As for distinguishing easy and difficult texts among the news reporting texts, TTR is not in this list, thus implying that this feature has less impact on the difficulty level within news items. The strongest indicator of difficult texts in this genre is K45.conjuncts, such as in particular, instead, otherwise, similarly, which are linked to more complex reporting styles, also with fewer past tense verbs. The counter-intuitive link between the difficult news articles and the second person pronouns rate (which featured prominently for easy texts in Table 4) is related to incomplete cleaning of some of the Web pages, as the most frequent contexts for you in this collection are legalistic boilerplate privacy notes, such as When you subscribe we will use the information you provide to send you these newsletters.., which are not considered as simple by the classifier.

While the rate of nouns was not considered as a predictive feature for the full corpus, as it varies considerably across the genres, this was detected as a significant feature within the two genres in Table 11.

4. Related studies

Statistical methods for analysing text complexity can be traced to frequency studies aimed at designing systems of shorthand writing (Käding 1897), which was followed by traditional measures of readability, such as Lorge or Flesch-Kincaid measures, initially developed in the context of American adult education (Lorge 1944, DuBay 2004). There has also been a long line of research in statistical frequency distribution models, which can be linked to complexity (Juilland 1964, Orlov 1983, Baayen 2008).

With the rise of Machine Learning, novel methods for readability prediction appeared, initially based on extraction of features (Pitler & Nenkova 2008, Collins-Thompson 2014, Vajjala & Meurers 2014), such as those introduced by Biber, or on various frequency measures. In particular, it has been shown that unsupervised Principal Component Analysis arrives at the two principal dimensions with groups of features resembling lexical difficulty, for example, frequencies or word length, and syntactic difficulty, such POS codes (Sharoff et al. 2008). Other studies have also experimented with expanding the models from the document to the sentence level (Vajjala & Meurers 2014) with a specific aim of comparing sentences from the Simple English Wikipedia against aligned sentences from the standard English Wikipedia.

As in many other areas of computational linguistics, feature-less neural networks provided better efficiency in difficulty predictions (Nadeem & Ostendorf 2018), especially with the rise of pre-trained transformer models (Khallaf & Sharoff 2021), which outperform both the linguistic features and the traditional neural networks.

Other studies have also emphasised the influence of genres on the predictions of the classifiers. In particular, existing approaches for measuring text complexity tend to overestimate the complexity levels of informational texts while simultaneously underestimating the complexity levels of literary texts (Sheehan et al. 2013). The authors of that study had to design different difficulty models for each of the two kinds of texts.

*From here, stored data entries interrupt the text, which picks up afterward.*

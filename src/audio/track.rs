use serde::{Deserialize, Serialize};
use std::time::Duration;

/// Origen de un track tal como lo reporta el nodo.
#[derive(Debug, Clone, PartialEq, Eq, Serialize, Deserialize)]
pub enum SourceKind {
    YouTube,
    YouTubeMusic,
    SoundCloud,
    Http,
    Stream,
    Other(String),
}

impl SourceKind {
    /// Traduce el `sourceName` de Lavalink.
    pub fn from_node_name(name: &str, is_stream: bool) -> Self {
        match name {
            "youtube" => SourceKind::YouTube,
            "youtubemusic" => SourceKind::YouTubeMusic,
            "soundcloud" => SourceKind::SoundCloud,
            "http" if is_stream => SourceKind::Stream,
            "http" => SourceKind::Http,
            _ if is_stream => SourceKind::Stream,
            other => SourceKind::Other(other.to_string()),
        }
    }
}

/// Track inmutable. Se crea en el resolver y se comparte con `Arc`; la cola
/// solo guarda referencias.
#[derive(Debug, Clone, PartialEq, Eq, Serialize, Deserialize)]
pub struct Track {
    /// Referencia opaca que el nodo necesita para reproducir.
    pub encoded: String,
    pub identifier: String,
    pub uri: Option<String>,
    pub title: String,
    pub author: String,
    pub length_ms: u64,
    pub artwork_url: Option<String>,
    pub source: SourceKind,
    pub is_stream: bool,
}

impl Track {
    /// Identidad usada para detectar duplicados y eventos obsoletos.
    pub fn key(&self) -> &str {
        self.uri.as_deref().unwrap_or(&self.identifier)
    }

    pub fn same_as(&self, other: &Track) -> bool {
        self.key() == other.key()
    }

    pub fn duration(&self) -> Duration {
        Duration::from_millis(self.length_ms)
    }

    /// `mm:ss`, o `LIVE` para streams.
    pub fn format_length(&self) -> String {
        if self.is_stream {
            return "LIVE".to_string();
        }
        format_length(self.length_ms)
    }
}

impl std::fmt::Display for Track {
    fn fmt(&self, f: &mut std::fmt::Formatter<'_>) -> std::fmt::Result {
        write!(f, "{}", self.title)
    }
}

pub fn format_length(length_ms: u64) -> String {
    let total = length_ms / 1000;
    let (minutes, seconds) = (total / 60, total % 60);
    format!("{:02}:{:02}", minutes, seconds)
}

#[cfg(test)]
pub(crate) fn test_track(name: &str) -> Track {
    Track {
        encoded: format!("enc-{name}"),
        identifier: name.to_string(),
        uri: Some(format!("https://youtu.be/{name}")),
        title: format!("Song {name}"),
        author: "Tester".to_string(),
        length_ms: 180_000,
        artwork_url: None,
        source: SourceKind::YouTube,
        is_stream: false,
    }
}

This study uses the CUP and Rufola datasets for training the classifiers. There are also many other sources for building models to distinguish easy or difficult texts. For English a commonly used choice is the WeeBit corpus (Vajjala & Meurers 2012), which consists of texts from the Weekly reader magazine and from the BBC Bite-Size website. The other source is the Core Standards for secondary education in the US context3. In all of these datasets, the aim of difficulty annotation assumes the audience of native learners aged 7—17. A related experiment investigated syntactic parameters for predicting difficulty of Russian academic texts (Solovyev et al. 2019). There are also various sources of texts with difficulty assessed for adult speakers, for example, the WikiHow corpus (Debnath & Roth 2021), which is based on Wiki texts edited for vagueness in instructions. Yet another source comes from other training scenarios, for example, from translation training, when texts are assessed with respect to the quality of their rendering by translation students. For instance, for translation into Russian (Kunilovskaya & Lapshinova-Koltunski 2019) or Chinese (Yuan & Sharoff 2020) the drop in quality or time spent on translation can be an indicator of difficulty.

5. Conclusions and further research

This paper presents a statistical study conducted on a large corpus to determine which features contribute to difficulty of English and Russian texts. This is based on a framework which combines a transformer-based neural prediction model operating as a blackbox and well-studied linguistic features providing a statistical explanation of how these features affect difficulty. For example, this study shows how the rate of nouns and the related complexity of noun phrases affects difficulty via statistical estimates of what the neural model predicts as easy and difficult texts (cf. Corlatescu et al., this issue).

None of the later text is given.